It's only been since last night that I have finally had an improvement in my sleep. So far I had been waking up every 2 hours because of either/and/or drugs waking me, or from having a night sweat, coughing or pain, and finding it difficult to get back to sleep. Last night I slept til 5am, fell back asleep quickly until my mum woke me up for my IV drugs. Ooooh I could have kept on sleeping!!

It's tricky but I think I have some sort of routine down pat when I am home (which is Tuesday, Thursday and the weekends).  I have IV antibiotic drugs which are 8am, 2pm and 8pm for one and every 36 hours for the other.  The IVs take about 50 minutes to go through, by a special pump that attaches to my PICC line.

I have to check my insulin before and after breakfast, before and after lunch and after tea. I set my mobile alarm to remember to check my insulin two hours after I have eaten breakfast and lunch.  At the moment I do not need insulin at night.  In the morning and at lunch, I give myself an injection with an insulin pen just before I eat.  My blood sugars are slowly starting to stabilise.

After I have done my morning IVs and had a shower, I then do my exercise. I have my own treadmill, fit ball and weights. I can't do weights yet because of my PICC and my healing sternum, but as soon as that is out and the sternum is stronger I will look forward to giving my arms a good workout!!

I do quite a lot of stepping exercises on a step at the gym - I decided I wanted one at home too, so I ordered that yesterday!

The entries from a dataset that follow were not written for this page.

use fxhash::{ FxHashMap, FxHashSet };

use crate::{
    error::{ Result, SimError },
    np_core::LinkAssignment,
    topology::Topology,
    Edge,
};

/// An admitted end-to-end connection.
#[derive(Debug, Clone)]
pub struct Lightpath {
    pub id: usize,
    /// 物理ノード列
    pub route: Vec<usize>,
    /// リンクごとの割当 (route の隣接ノード対と同じ順)
    pub assignments: Vec<LinkAssignment>,
    /// 残り保持時間 [tick]
    pub holding_time: usize,
    pub contains_virtual: bool,
    pub mapped_virtual_route: Vec<Vec<usize>>,
    /// 下位補助グラフでも仮想リンクを使うか (プローブ未設定なら None)
    pub lower_layer_virtual: Option<bool>,
}

impl Lightpath {
    /// `(link, assignment)` for every hop of the route.
    pub fn links(&self) -> impl Iterator<Item = (Edge, LinkAssignment)> + '_ {
        self.route
            .windows(2)
            .zip(self.assignments.iter())
            .map(|(w, a)| (Edge::new(w[0], w[1]), *a))
    }

    /// The wavelength of the first real-channel hop, if any.
    pub fn wavelength(&self) -> Option<usize> {
        self.assignments.iter().find_map(|a| a.channel())
    }
}

/// Live lightpaths by id.
///
/// Holding times here and in the topology's per-link matrix are decremented
/// by the same amounts on the same ticks; [`LightpathRegistry::verify_against`]
/// checks that the two views agree.
#[derive(Debug, Default)]
pub struct LightpathRegistry {
    lightpaths: FxHashMap<usize, Lightpath>,
    next_id: usize,
}

impl LightpathRegistry {
    pub fn new() -> Self {
        Self::default()
    }

    /// Reserves the next id; ids are never reused within a registry.
    pub fn next_id(&mut self) -> usize {
        let id = self.next_id;
        self.next_id += 1;
        id
    }

    pub fn add(&mut self, lightpath: Lightpath) -> Result<()> {
        if self.lightpaths.contains_key(&lightpath.id) {
            return Err(SimError::ConsistencyViolation(format!("duplicate lightpath id {}", lightpath.id)));
        }
        if lightpath.id >= self.next_id {
            self.next_id = lightpath.id + 1;
        }
        self.lightpaths.insert(lightpath.id, lightpath);
        Ok(())
    }

    pub fn remove_by_id(&mut self, id: usize) -> Option<Lightpath> {
        self.lightpaths.remove(&id)
    }

    /// Subtracts `delta` ticks from every live lightpath and removes those
    /// whose holding time is used up. Returns the removed lightpaths.
    pub fn age_all(&mut self, delta: usize) -> Vec<Lightpath> {
        let mut expired_ids = vec![];
        for (id, lightpath) in self.lightpaths.iter_mut() {
            if lightpath.holding_time > delta {
                lightpath.holding_time -= delta;
            } else {
                expired_ids.push(*id);
            }
        }

        expired_ids
            .into_iter()
            .filter_map(|id| self.lightpaths.remove(&id))
            .collect()
    }

    pub fn get(&self, id: usize) -> Option<&Lightpath> {
        self.lightpaths.get(&id)
    }

    pub fn iter(&self) -> impl Iterator<Item = &Lightpath> {
        self.lightpaths.values()
    }

    pub fn len(&self) -> usize {
        self.lightpaths.len()
    }

    pub fn is_empty(&self) -> bool {
        self.lightpaths.is_empty()
    }

    /// Lightpaths sharing at least one physical link with `edges`.
    pub fn conflicting<'a>(&'a self, edges: &'a [Edge]) -> impl Iterator<Item = &'a Lightpath> + 'a {
        self.lightpaths
            .values()
            .filter(move |lp| lp.links().any(|(edge, _)| edges.contains(&edge)))
    }

    /// Checks that a channel is locked in `topology` exactly when a live
    /// lightpath holds it, with the same remaining holding time.
    pub fn verify_against(&self, topology: &Topology) -> Result<()> {
        topology.check_symmetry()?;

        let mut held: FxHashSet<(Edge, usize)> = FxHashSet::default();
        for lightpath in self.lightpaths.values() {
            for (edge, assignment) in lightpath.links() {
                let w = match assignment {
                    LinkAssignment::RealChannel(w) => w,
                    LinkAssignment::KeyPoolFallback(_) => continue,
                };
                let (i, j) = (edge.src.index(), edge.dst.index());
                if topology.is_channel_free(i, j, w) {
                    return Err(SimError::ConsistencyViolation(format!(
                        "lightpath {} holds channel {w} on {edge} but it is free",
                        lightpath.id
                    )));
                }
                if topology.holding_time(i, j, w) != lightpath.holding_time {
                    return Err(SimError::ConsistencyViolation(format!(
                        "lightpath {} has {} ticks left, channel {w} on {edge} has {}",
                        lightpath.id,
                        lightpath.holding_time,
                        topology.holding_time(i, j, w)
                    )));
                }
                held.insert((edge, w));
            }
        }

        for (edge, _) in topology.edges() {
            let (i, j) = (edge.src.index(), edge.dst.index());
            for w in 0..topology.channels() {
                if !topology.is_channel_free(i, j, w) && !held.contains(&(*edge, w)) {
                    return Err(SimError::ConsistencyViolation(format!(
                        "channel {w} on {edge} is locked without a lightpath"
                    )));
                }
            }
        }

        Ok(())
    }
}

#[cfg(test)]
mod tests {
    use super::*;
    use crate::topology::tests::line_topology;

    fn lightpath(id: usize, route: Vec<usize>, w: usize, holding_time: usize) -> Lightpath {
        let hops = route.len() - 1;
        Lightpath {
            id,
            route,
            assignments: vec![LinkAssignment::RealChannel(w); hops],
            holding_time,
            contains_virtual: false,
            mapped_virtual_route: vec![],
            lower_layer_virtual: None,
        }
    }

    #[test]
    fn ids_are_monotonic_and_unique() {
        let mut registry = LightpathRegistry::new();
        let a = registry.next_id();
        let b = registry.next_id();
        assert!(b > a);
        registry.add(lightpath(a, vec![0, 1], 0, 10)).unwrap();
        assert!(registry.add(lightpath(a, vec![1, 2], 0, 10)).is_err());
        assert_eq!(registry.len(), 1);
    }

    #[test]
    fn remove_missing_is_noop() {
        let mut registry = LightpathRegistry::new();
        assert!(registry.remove_by_id(42).is_none());
        registry.add(lightpath(0, vec![0, 1], 0, 10)).unwrap();
        assert!(registry.remove_by_id(0).is_some());
        assert!(registry.is_empty());
    }

    #[test]
    fn age_all_evicts_at_exhaustion() {
        let mut registry = LightpathRegistry::new();
        registry.add(lightpath(0, vec![0, 1], 0, 10)).unwrap();
        registry.add(lightpath(1, vec![1, 2], 0, 3)).unwrap();

        let expired = registry.age_all(3);
        assert_eq!(expired.iter().map(|lp| lp.id).collect::<Vec<_>>(), vec![1]);
        assert_eq!(registry.get(0).unwrap().holding_time, 7);

        assert!(registry.age_all(6).is_empty());
        assert_eq!(registry.age_all(1).len(), 1);
        assert!(registry.is_empty());
    }

    #[test]
    fn verify_detects_divergence() {
        let mut topology = line_topology(2, 0);
        let mut registry = LightpathRegistry::new();
        registry.add(lightpath(0, vec![0, 1, 2], 1, 10)).unwrap();
        assert!(registry.verify_against(&topology).is_err());

        topology.lock_channel(0, 1, 1, 10);
        topology.lock_channel(1, 2, 1, 10);
        registry.verify_against(&topology).unwrap();

        topology.age(2);
        assert!(registry.verify_against(&topology).is_err());
        registry.age_all(2);
        registry.verify_against(&topology).unwrap();

        topology.lock_channel(2, 3, 0, 5);
        assert!(registry.verify_against(&topology).is_err());
    }

    #[test]
    fn conflicting_lightpaths_share_a_link() {
        let mut registry = LightpathRegistry::new();
        registry.add(lightpath(0, vec![0, 1, 2], 0, 10)).unwrap();
        registry.add(lightpath(1, vec![2, 3], 1, 10)).unwrap();
        let edges = [Edge::new(1, 2)];
        let ids: Vec<usize> = registry.conflicting(&edges).map(|lp| lp.id).collect();
        assert_eq!(ids, vec![0]);
    }
}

Loving the retail therapy! 

Lunch quickly rolls around so mum and I have a break. Then it's back onto more IVs. My physio sessions are getting less throughout the day, and the need to cough.  In fact I'm hardly coughing at all now and not much flem..yay! :)

Monday, Wednesdays and Fridays are gym days.  There are pre and post transplant people there, with new hearts and new lungs. There are about 7 or 8 CFers with new lungs.

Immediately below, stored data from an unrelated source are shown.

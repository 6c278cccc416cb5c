use std::str::FromStr;

use strum_macros::{ Display, EnumIter, EnumString };

use crate::{ config::PolicyConfig, error::{ Result, SimError } };

#[derive(Debug, Clone, Copy, PartialEq, Eq, EnumString, Display, EnumIter)]
pub enum RoutingPolicy {
    #[strum(serialize = "dijkstra")]
    Dijkstra,
    #[strum(to_string = "yen", serialize = "k-shortest-paths")]
    KShortestPaths,
}

#[derive(Debug, Clone, Copy, PartialEq, Eq, EnumString, Display, EnumIter)]
pub enum WavelengthPolicy {
    #[strum(serialize = "vertex-coloring")]
    VertexColoring,
    #[strum(serialize = "first-fit")]
    FirstFit,
    #[strum(serialize = "random-fit")]
    RandomFit,
}

/// RWA combination resolved once from the configuration.
#[derive(Debug, Clone, Copy, PartialEq, Eq)]
pub struct RwaStrategy {
    pub routing: RoutingPolicy,
    pub wavelength: WavelengthPolicy,
    /// Routes tried per call (1 for Dijkstra).
    pub k_paths: usize,
    /// Each link picks its own wavelength.
    pub per_link: bool,
}

impl RwaStrategy {
    pub fn from_config(policy: &PolicyConfig) -> Result<RwaStrategy> {
        match (&policy.routing, &policy.wavelength, &policy.rwa) {
            (Some(r_alg), Some(wa_alg), _) => {
                let routing = RoutingPolicy::from_str(r_alg)
                    .map_err(|_| SimError::UnknownPolicy { kind: "routing", name: r_alg.clone() })?;
                let wavelength = WavelengthPolicy::from_str(wa_alg).map_err(|_| SimError::UnknownPolicy {
                    kind: "wavelength assignment",
                    name: wa_alg.clone(),
                })?;
                let k_paths = match routing {
                    RoutingPolicy::Dijkstra => 1,
                    RoutingPolicy::KShortestPaths => policy.k_paths,
                };

                Ok(RwaStrategy {
                    routing,
                    wavelength,
                    k_paths,
                    per_link: policy.per_link_assignment,
                })
            }
            (_, _, Some(rwa_alg)) if rwa_alg == "genetic-algorithm" => {
                Err(SimError::UnsupportedPolicy(rwa_alg.clone()))
            }
            (_, _, Some(rwa_alg)) => Err(SimError::UnknownPolicy { kind: "RWA", name: rwa_alg.clone() }),
            _ => Err(SimError::MissingPolicy),
        }
    }

    /// Base name of the result files, e.g. `dijkstra_first-fit_4ch`.
    pub fn file_base(&self, channels: usize) -> String {
        format!("{}_{}_{}ch", self.routing, self.wavelength, channels)
    }
}

#[cfg(test)]
mod tests {
    use strum::IntoEnumIterator;

    use super::*;

    fn policy(r: Option<&str>, w: Option<&str>, rwa: Option<&str>) -> PolicyConfig {
        PolicyConfig {
            routing: r.map(String::from),
            wavelength: w.map(String::from),
            rwa: rwa.map(String::from),
            ..PolicyConfig::default()
        }
    }

    #[test]
    fn every_combination_resolves() {
        for r in RoutingPolicy::iter() {
            for w in WavelengthPolicy::iter() {
                let s = RwaStrategy::from_config(&policy(Some(&r.to_string()), Some(&w.to_string()), None)).unwrap();
                assert_eq!((s.routing, s.wavelength), (r, w));
            }
        }
    }

    #[test]
    fn dijkstra_tries_one_route() {
        let mut p = policy(Some("dijkstra"), Some("first-fit"), None);
        p.k_paths = 5;
        assert_eq!(RwaStrategy::from_config(&p).unwrap().k_paths, 1);
        p.routing = Some("yen".to_string());
        assert_eq!(RwaStrategy::from_config(&p).unwrap().k_paths, 5);
    }

    #[test]
    fn invalid_combinations() {
        assert!(matches!(
            RwaStrategy::from_config(&policy(Some("bellman"), Some("first-fit"), None)),
            Err(SimError::UnknownPolicy { kind: "routing", .. })
        ));
        assert!(matches!(
            RwaStrategy::from_config(&policy(None, None, Some("genetic-algorithm"))),
            Err(SimError::UnsupportedPolicy(_))
        ));
        assert!(matches!(
            RwaStrategy::from_config(&policy(Some("dijkstra"), None, None)),
            Err(SimError::MissingPolicy)
        ));
    }

    #[test]
    fn file_base_name() {
        let s = RwaStrategy::from_config(&policy(Some("dijkstra"), Some("first-fit"), None)).unwrap();
        assert_eq!(s.file_base(4), "dijkstra_first-fit_4ch");
    }
}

I feel really sorry for the pre-transplant people. There is a sadness or desperation in their eyes, as they  see us working out. I hope that they are able to transform their feeling into one of hope, thinking that they will hopefully be in the same position down the track. One of the things that turned me off doing pre-transplant gym, was  that very reason. I didn't want to see people working out and looking fit! That was one thing I couldn't turn around to be a hopeful thing for me. Besides I was doing enough exercise at home anyway, and am lucky I have all the equipment I need.  And I was motivated! No matter what!!

Aside from gym, I also have blood tests to monitor one of my anti-rejection meds and my kidney function. While I'm on tobramycin (one of my antibiotics), I have to do a small blood test for that too, which I do myself. I either get the courier to pick it up, or take into the Alfred the next day.

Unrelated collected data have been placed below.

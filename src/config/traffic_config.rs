use serde_derive::{ Deserialize, Serialize };

#[derive(Debug, Serialize, Deserialize, Clone, Default)]
/// トラフィック関連の設定
pub struct TrafficConfig {
    /// 送信元 (未指定ならトポロジ既定値)
    #[serde(default, skip_serializing_if = "Option::is_none")]
    pub source: Option<usize>,
    /// 宛先 (未指定ならトポロジ既定値)
    #[serde(default, skip_serializing_if = "Option::is_none")]
    pub destination: Option<usize>,
    /// 呼ごとに送受信ノードを一様ランダムに選ぶか
    #[serde(default)]
    pub uniform_pairs: bool,
}
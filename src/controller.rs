use std::path::PathBuf;

use crate::{ config::Config, debugger, error::Result };

pub mod assigner;
pub mod expander;
pub mod output;
pub mod registry;
pub mod simulator;
pub mod strategy;

use simulator::{ AdmissionSimulator, RepetitionResult };

/// Every repetition of one configuration.
#[derive(Debug, Clone)]
pub struct SimulationResult {
    /// ヘッダと設定ファイル名に使うID
    pub run_id: String,
    /// 出力ファイル名 (拡張子なし)
    pub file_base: String,
    pub loads: Vec<usize>,
    pub repetitions: Vec<RepetitionResult>,
    /// 書き込めなかった場合は None
    pub result_dir: Option<PathBuf>,
}

impl SimulationResult {
    /// Mean blocking probability per load level over all repetitions.
    pub fn mean_blocking(&self) -> Vec<(usize, Option<f64>)> {
        let rows: Vec<Vec<Option<f64>>> = self
            .repetitions
            .iter()
            .map(|r| r.blocking_probabilities().into_iter().map(Some).collect())
            .collect();
        let means = output::summarize(&rows, 0, 1);

        self.loads
            .iter()
            .zip(means)
            .map(|(&load, (_, mean))| (load, mean))
            .collect()
    }
}

/// Runs every repetition and appends one `.bp`/`.it` line per repetition.
///
/// Output errors are reported and the run goes on; the results are
/// returned either way. The config snapshot is named after `run_id`.
pub fn main(config: &Config, run_id: &str) -> Result<SimulationResult> {
    let mut simulator = AdmissionSimulator::new(config)?;
    let file_base = simulator.strategy().file_base(config.network.channels);

    let result_dir = match output::init_result_dir(config) {
        Ok(dir) => {
            if let Err(err) = output::save_config(config, &dir, run_id) {
                debugger::log_alert(&format!("failed to save config: {err}"));
            }
            Some(dir)
        }
        Err(err) => {
            debugger::log_alert(&format!("failed to create {}: {err}", config.simulation.result_dir));
            None
        }
    };

    let mut repetitions = Vec::with_capacity(config.simulation.repetitions);
    for index in 0..config.simulation.repetitions {
        let result = simulator.run_repetition(index)?;
        let blocking = result.blocking_probabilities();
        debugger::log_repetition(index, &blocking, result.elapsed);

        if let Some(dir) = &result_dir {
            if let Err(err) = output::append_bp(dir, &file_base, &blocking) {
                debugger::log_alert(&format!("failed to write {file_base}.bp: {err}"));
            }
            if let Err(err) = output::append_it(dir, &file_base, result.elapsed) {
                debugger::log_alert(&format!("failed to write {file_base}.it: {err}"));
            }
        }

        repetitions.push(result);
    }

    Ok(SimulationResult {
        run_id: run_id.to_string(),
        file_base,
        loads: config.loads(),
        repetitions,
        result_dir,
    })
}
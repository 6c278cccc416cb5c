use chrono::{ DateTime, Local };
use std::{ fs, io::Error, time::SystemTime };
use uuid::Uuid;

mod algo;
pub use algo::*;

/// ファイル名を指定し、ファイルをString形式で読み込む
/// Result型なので、この関数の外側でエラーハンドリングを行うこと
pub fn read_file(filepath: &str) -> Result<String, Error> {
    let file_contents = fs::read_to_string(filepath)?;
    Ok(file_contents)
}

/// タイムスタンプとUUIDの一部を使用し、IDを生成する
/// 形式は、%Y%m%d-%H%M%S_UUID末尾8文字
/// (v7の先頭はミリ秒時刻なので，乱数部の末尾を使う)
pub fn generate_id() -> String {
    let current_time = SystemTime::now();
    let timestamp: DateTime<Local> = current_time.into();
    let time_str = timestamp.format("%Y%m%d-%H%M%S").to_string();

    let uuid = generate_uuid().simple().to_string();

    format!("{}_{}", time_str, &uuid[uuid.len() - 8..])
}

/// UUIDを生成する
pub fn generate_uuid() -> Uuid {
    Uuid::now_v7()
}

pub fn now_string() -> String {
    let timestamp: DateTime<Local> = SystemTime::now().into();
    timestamp.format("%Y-%m-%d %H:%M:%S").to_string()
}

/// CSV形式のエッジリスト (u,v[,weight]) を読み込む
/// 解析できなかった行番号 (1始まり) を返す
pub fn string_to_weighted_edges(data: &str) -> Result<Vec<(usize, usize, f64)>, usize> {
    let mut o = vec![];

    for (line_index, l) in data.trim().lines().enumerate() {
        let l = l.trim();
        if l.is_empty() || l.starts_with('#') {
            continue;
        }

        let values: Vec<&str> = l.split(',').map(|v| v.trim()).collect();
        let parsed = match values.as_slice() {
            [u, v] => u.parse().ok().zip(v.parse().ok()).map(|(u, v)| (u, v, 1.0)),
            [u, v, w] => match (u.parse(), v.parse(), w.parse::<f64>()) {
                (Ok(u), Ok(v), Ok(w)) if w > 0.0 => Some((u, v, w)),
                _ => None,
            },
            _ => None,
        };

        match parsed {
            Some(edge) => o.push(edge),
            None => return Err(line_index + 1),
        }
    }

    Ok(o)
}

#[cfg(test)]
mod tests {
    use super::*;

    #[test]
    fn parse_edge_list() {
        let text = "# nsf\n0,1\n1, 2, 12.5\n\n2,3,25\n";
        assert_eq!(
            string_to_weighted_edges(text).unwrap(),
            vec![(0, 1, 1.0), (1, 2, 12.5), (2, 3, 25.0)]
        );
        assert_eq!(string_to_weighted_edges("0,1\n1;2\n"), Err(2));
        assert_eq!(string_to_weighted_edges("0,1,-3\n"), Err(1));
    }

    #[test]
    fn ids_are_distinct() {
        use itertools::Itertools;

        let ids: Vec<String> = (0..5).map(|_| generate_id()).collect();
        assert!(ids.iter().all_unique(), "{:?}", ids);
        assert!(ids.iter().all(|id| id.len() == "20261017-215943_".len() + 8));
    }
}
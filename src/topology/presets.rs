//! Built-in physical topologies.

/// Static description of a physical topology.
pub struct TopologyPreset {
    pub name: &'static str,
    pub node_count: usize,
    /// `(u, v, weight)`, listed once per undirected link.
    pub edges: &'static [(usize, usize, f64)],
    /// Source/destination pair used when the traffic section names none.
    pub default_sd: (usize, usize),
}

/// U.S. National Science Foundation Network, 10-node variant.
const NSF: TopologyPreset = TopologyPreset {
    name: "nsf",
    node_count: 10,
    edges: &[
        (1, 8, 1.0), (8, 3, 1.0), (8, 9, 1.0), (3, 5, 1.0), (3, 9, 1.0),
        (5, 7, 1.0), (5, 9, 1.0), (7, 4, 1.0), (7, 9, 1.0), (4, 6, 1.0),
        (4, 0, 1.0), (6, 2, 1.0), (2, 0, 1.0), (0, 9, 1.0),
    ],
    default_sd: (1, 9),
};

const PDF: TopologyPreset = TopologyPreset {
    name: "pdf",
    node_count: 10,
    edges: &[
        (1, 8, 1.0), (8, 3, 1.0), (8, 9, 1.0), (3, 5, 1.0), (5, 7, 1.0),
        (5, 9, 1.0), (7, 4, 1.0), (4, 0, 1.0), (6, 4, 1.0), (6, 2, 1.0),
        (2, 0, 1.0), (0, 9, 1.0), (9, 7, 1.0), (9, 3, 1.0),
    ],
    default_sd: (1, 6),
};

/// Weighted 8-node ring with two chords; the auxiliary-graph reference network.
const AUXGRAPH_AUX_D1: TopologyPreset = TopologyPreset {
    name: "auxgraph_aux_d1",
    node_count: 8,
    edges: &[
        (0, 1, 20.0), (1, 2, 12.0), (2, 3, 25.0),
        (4, 5, 25.0), (5, 6, 12.0), (6, 7, 20.0),
        (3, 7, 20.0), (0, 4, 20.0), (4, 1, 28.0), (3, 6, 28.0),
    ],
    default_sd: (0, 1),
};

pub const PRESETS: [&TopologyPreset; 3] = [&NSF, &PDF, &AUXGRAPH_AUX_D1];

pub fn find_preset(name: &str) -> Option<&'static TopologyPreset> {
    PRESETS.iter().copied().find(|p| p.name.eq_ignore_ascii_case(name))
}

#[test]
fn presets_are_well_formed() {
    for preset in PRESETS {
        assert!(preset.default_sd.0 < preset.node_count);
        assert!(preset.default_sd.1 < preset.node_count);
        for &(u, v, w) in preset.edges {
            assert!(u < preset.node_count && v < preset.node_count && u != v);
            assert!(w > 0.0);
        }
    }
    assert!(find_preset("NSF").is_some());
    assert!(find_preset("arpa").is_none());
}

At the moment I also have a LT checkup once a week.  They are happy so far with my progress.

On Wednesdays before gym, I have education talks. Our carers also have compulsory talks to go to, as well as sitting in on ours. Topics covered include nutrition, occupational therapy, medication, rejection and infection, physiotherapy etc.

This week was a patient only session with our LT counsellor, just to have a general chat about anything really!  It's interesting hearing how people are going, how long they were waiting and how they have been affected by it all.

One CF girl was on the dreaded Bi-pap machine 24 hours a day for 6 weeks before her lung transplant. And I was having a whinge after about 4 hours of it!!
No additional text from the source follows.